For those of you who haven't yet begun this expensive process, here's a sampling of what the iTunes store has to teach you at a much better price than the world's best schools:
For just $1.99, you can enter into various and concurrent competitions with all of your friends to determine who can come up with the most esoteric words of predetermined lengths to get the most points. Why waste money on a meal plan to do this face-to-face with actual friends in a college dining hall? More importantly, why waste your activities fee to do this face-to-face in your university's debate society?
Before you set foot on campus and for the entirety of your time as an undergraduate, everyone from your academic dean to your peer advisor to your career center to your professors to your really annoying, on-top-of-it friend will be nagging you about time management. Why put yourself through all of this when you can download a free and easy app to manage your time for you?

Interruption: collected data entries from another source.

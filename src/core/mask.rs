//! Polygon rasterization and panel statistics.
//!
//! A pixel belongs to the region when its center lies inside the ring or on its
//! boundary. Bands are cropped to the region's bounding box and pixels outside
//! the mask are zeroed, so zero doubles as the no-data value when the brightest
//! panel pixels are selected.
use ndarray::{Array2, Array3, Axis, Zip, s};
use serde::{Deserialize, Serialize};
use tracing::{debug, info};

use crate::core::capture::Polygon;
use crate::types::{ClipWindow, RasterStack};

/// Binary mask of a polygon over a raster grid, stored over its bounding box.
#[derive(Debug, Clone)]
pub struct RegionMask {
    pub window: ClipWindow,
    /// Shape (window.height, window.width); true inside the region
    pub mask: Array2<bool>,
}

/// Inclusive pixel index range whose centers fall within [lo, hi], clamped to [0, len).
fn center_range(lo: f64, hi: f64, len: usize) -> Option<(usize, usize)> {
    if len == 0 {
        return None;
    }
    let first = (lo - 0.5).ceil().max(0.0);
    let last = (hi - 0.5).floor().min(len as f64 - 1.0);
    if !(first.is_finite() && last.is_finite()) || last < first {
        return None;
    }
    Some((first as usize, last as usize))
}

impl RegionMask {
    pub fn rasterize(polygon: &Polygon, width: usize, height: usize) -> Self {
        let (min_x, min_y, max_x, max_y) = polygon.bounds();
        let (cols, rows) = match (
            center_range(min_x, max_x, width),
            center_range(min_y, max_y, height),
        ) {
            (Some(c), Some(r)) => (c, r),
            _ => {
                return RegionMask {
                    window: ClipWindow {
                        col_off: 0,
                        row_off: 0,
                        width: 0,
                        height: 0,
                    },
                    mask: Array2::from_elem((0, 0), false),
                };
            }
        };

        let window = ClipWindow {
            col_off: cols.0,
            row_off: rows.0,
            width: cols.1 - cols.0 + 1,
            height: rows.1 - rows.0 + 1,
        };
        let mask = Array2::from_shape_fn((window.height, window.width), |(r, c)| {
            let cx = (window.col_off + c) as f64 + 0.5;
            let cy = (window.row_off + r) as f64 + 0.5;
            polygon.contains(cx, cy)
        });

        RegionMask { window, mask }
    }

    pub fn pixel_count(&self) -> usize {
        self.mask.iter().filter(|&&m| m).count()
    }

    pub fn is_empty(&self) -> bool {
        self.pixel_count() == 0
    }

    /// All bands cropped to the bounding box, with pixels outside the mask set to 0.
    pub fn crop(&self, stack: &RasterStack) -> Array3<f32> {
        let w = self.window;
        let mut out = stack
            .data
            .slice(s![.., w.row_off..w.row_off + w.height, w.col_off..w.col_off + w.width])
            .to_owned();
        for mut band in out.axis_iter_mut(Axis(0)) {
            Zip::from(&mut band).and(&self.mask).for_each(|v, &inside| {
                if !inside {
                    *v = 0.0;
                }
            });
        }
        out
    }
}

/// Mean of the `k` largest non-zero finite values (all of them if fewer
/// survive). Returns 0 when nothing survives.
pub fn top_k_mean<'a, I>(values: I, k: usize) -> (f32, usize)
where
    I: IntoIterator<Item = &'a f32>,
{
    let mut kept: Vec<f32> = values
        .into_iter()
        .copied()
        .filter(|v| *v != 0.0 && v.is_finite())
        .collect();
    if kept.is_empty() || k == 0 {
        return (0.0, kept.len());
    }
    kept.sort_by(|a, b| a.total_cmp(b));
    let top = &kept[kept.len().saturating_sub(k)..];
    let sum: f64 = top.iter().map(|&v| v as f64).sum();
    ((sum / top.len() as f64) as f32, kept.len())
}

/// Panel statistic of one band.
#[derive(Debug, Clone, Copy, PartialEq, Serialize, Deserialize)]
pub struct BandStatistic {
    pub band: usize,
    /// Non-zero pixels inside the region
    pub valid_pixels: usize,
    /// Mean of the brightest `top_k` valid pixels, 0 when none survive
    pub value: f32,
}

impl BandStatistic {
    pub fn is_degenerate(&self) -> bool {
        self.valid_pixels == 0
    }
}

#[derive(Debug, Clone, Serialize, Deserialize)]
pub struct PanelStatistics {
    pub window: ClipWindow,
    pub region_pixels: usize,
    pub bands: Vec<BandStatistic>,
}

impl PanelStatistics {
    /// One value per band, in band order.
    pub fn values(&self) -> Vec<f32> {
        self.bands.iter().map(|b| b.value).collect()
    }
}

/// Rasterize `polygon` over `stack` and compute the top-`top_k` mean of every band.
pub fn extract_panel_statistics(
    polygon: &Polygon,
    stack: &RasterStack,
    top_k: usize,
) -> PanelStatistics {
    let region = RegionMask::rasterize(polygon, stack.width(), stack.height());
    let cropped = region.crop(stack);
    info!(
        "Panel region: {} pixels in {}x{} window at ({}, {})",
        region.pixel_count(),
        region.window.width,
        region.window.height,
        region.window.col_off,
        region.window.row_off
    );

    let bands = cropped
        .axis_iter(Axis(0))
        .enumerate()
        .map(|(band, values)| {
            let (value, valid_pixels) = top_k_mean(values.iter(), top_k);
            debug!(
                "Band {}: {} valid panel pixels, top-{} mean {}",
                band + 1,
                valid_pixels,
                top_k,
                value
            );
            BandStatistic {
                band,
                valid_pixels,
                value,
            }
        })
        .collect();

    PanelStatistics {
        window: region.window,
        region_pixels: region.pixel_count(),
        bands,
    }
}

#[cfg(test)]
mod tests {
    use super::*;
    use crate::types::PixelPoint;
    use ndarray::Array3;

    fn rect(x0: f64, y0: f64, x1: f64, y1: f64) -> Polygon {
        Polygon::from_vertices(vec![
            PixelPoint::new(x0, y0),
            PixelPoint::new(x1, y0),
            PixelPoint::new(x1, y1),
            PixelPoint::new(x0, y1),
            PixelPoint::new(x0, y0),
        ])
        .unwrap()
    }

    /// 5x5 single band with values 1..=25 in row-major order
    fn counting_stack() -> RasterStack {
        let data = Array3::from_shape_fn((1, 5, 5), |(_, r, c)| (r * 5 + c + 1) as f32);
        RasterStack::new(data, None)
    }

    #[test]
    fn top_ten_of_masked_values() {
        // Rows 0..=2 -> values 1..=15; top ten are 6..=15
        let stats = extract_panel_statistics(&rect(0.0, 0.0, 5.0, 3.0), &counting_stack(), 10);
        assert_eq!(stats.region_pixels, 15);
        assert_eq!(stats.bands[0].valid_pixels, 15);
        assert!((stats.values()[0] - 10.5).abs() < 1e-6);
    }

    #[test]
    fn fewer_than_k_values_are_all_averaged() {
        // Centers 1.5..=3.5 -> 3x3 block starting at (1, 1)
        let stats = extract_panel_statistics(&rect(1.0, 1.0, 4.0, 4.0), &counting_stack(), 10);
        assert_eq!(stats.region_pixels, 9);
        assert_eq!(
            stats.window,
            ClipWindow {
                col_off: 1,
                row_off: 1,
                width: 3,
                height: 3
            }
        );
        assert!((stats.values()[0] - 13.0).abs() < 1e-6);
    }

    #[test]
    fn pixel_centers_on_boundary_are_inside() {
        let mask = RegionMask::rasterize(&rect(0.5, 0.5, 2.5, 2.5), 5, 5);
        assert_eq!(mask.pixel_count(), 9);
        let stats = extract_panel_statistics(&rect(0.5, 0.5, 2.5, 2.5), &counting_stack(), 10);
        assert!((stats.values()[0] - 7.0).abs() < 1e-6);
    }

    #[test]
    fn triangle_masks_lower_left_half() {
        let tri = Polygon::from_vertices(vec![
            PixelPoint::new(0.0, 0.0),
            PixelPoint::new(0.0, 5.0),
            PixelPoint::new(5.0, 5.0),
            PixelPoint::new(0.0, 0.0),
        ])
        .unwrap();
        let mask = RegionMask::rasterize(&tri, 5, 5);
        // Centers with x <= y, diagonal included
        assert_eq!(mask.pixel_count(), 15);
        assert!(mask.mask[[4, 0]]);
        assert!(mask.mask[[2, 2]]);
        assert!(!mask.mask[[0, 4]]);
    }

    #[test]
    fn crop_zeroes_outside_pixels() {
        let tri = Polygon::from_vertices(vec![
            PixelPoint::new(0.0, 0.0),
            PixelPoint::new(0.0, 5.0),
            PixelPoint::new(5.0, 5.0),
        ])
        .unwrap();
        let region = RegionMask::rasterize(&tri, 5, 5);
        let cropped = region.crop(&counting_stack());
        assert_eq!(cropped.dim(), (1, 5, 5));
        assert_eq!(cropped[[0, 0, 4]], 0.0);
        assert_eq!(cropped[[0, 4, 0]], 21.0);
    }

    #[test]
    fn zeros_are_treated_as_no_data() {
        let mut stack = counting_stack();
        // Blank out the brightest row of the region
        stack.data.slice_mut(s![0, 2, ..]).fill(0.0);
        let stats = extract_panel_statistics(&rect(0.0, 0.0, 5.0, 3.0), &stack, 10);
        assert_eq!(stats.bands[0].valid_pixels, 10);
        // Remaining values 1..=10
        assert!((stats.values()[0] - 5.5).abs() < 1e-6);
    }

    #[test]
    fn empty_band_yields_zero_statistic() {
        let data = Array3::<f32>::zeros((2, 4, 4));
        let stack = RasterStack::new(data, None);
        let stats = extract_panel_statistics(&rect(0.0, 0.0, 4.0, 4.0), &stack, 10);
        assert_eq!(stats.values(), vec![0.0, 0.0]);
        assert!(stats.bands.iter().all(|b| b.is_degenerate()));
    }

    #[test]
    fn polygon_outside_raster_is_empty() {
        let mask = RegionMask::rasterize(&rect(20.0, 20.0, 30.0, 30.0), 5, 5);
        assert!(mask.is_empty());
        let stats = extract_panel_statistics(&rect(20.0, 20.0, 30.0, 30.0), &counting_stack(), 10);
        assert_eq!(stats.values(), vec![0.0]);
    }

    #[test]
    fn top_k_mean_handles_small_k() {
        let values = [3.0f32, 0.0, 9.0, 1.0, f32::NAN, 7.0];
        let (mean, valid) = top_k_mean(values.iter(), 2);
        assert_eq!(valid, 4);
        assert!((mean - 8.0).abs() < 1e-6);
    }

    #[test]
    fn opposite_values_keep_their_pixel_count() {
        assert_eq!(top_k_mean(&[-5.0, 0.0, 5.0], 10), (0.0, 2));
    }
}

Instead of paying to join speech and debate or to take classes where you have to fight for participation points with the most aggravating of overachievers, why not just pay $1.29 to download "Look At Me Now" and have Busta Rhymes show you how to talk faster and louder than everyone around you?
Yeah, pretty much everything you'll learn in a class is available for free on iTunes U. Let that one sink in for a little bit.
Between crazy nights on the town, the self-loathing that comes with starting a paper with eight hours until it's due at 2 a.m., and the lack of care for your personal hygiene and appearance during finals, you'll learn that you're not as big a deal as you thought you were. Or, you could just snapchat selfies for free to your friends to learn this. Either way.
Instead of taking a for-credit class pass/fail to learn the countries of the world, just download TapQuiz Maps World Edition for free. You'll learn more about geography from quiz games than you ever will in a class. Trust me.
If you watch The Devil Wears Prada as many times as you can in the 24-hour rental period permitted by iTunes, you will learn and internalize everything you need to know about being a kickass HBIC. So much easier (and cheaper) than taking a management class.
At least in my case, The Devil Wears Prada can also double as an inexpensive alternative to therapy in a pinch, so there's that.
Who needs orientation icebreakers, awkward pregames, and student activities fairs when you could just spend $1.29 on any of the Backstreet Boys' greatest hits to make instant friends?
No one should have to learn how to nap because they have x number of minutes to squeeze in extra sleep between classes. Just download a free timer, set it, and enjoy.
Why pay $20,000 per semester for to walk to classes when you could just download a free pedometer and watch your step count climb as you walk a mile just to get Dunkin' Donuts?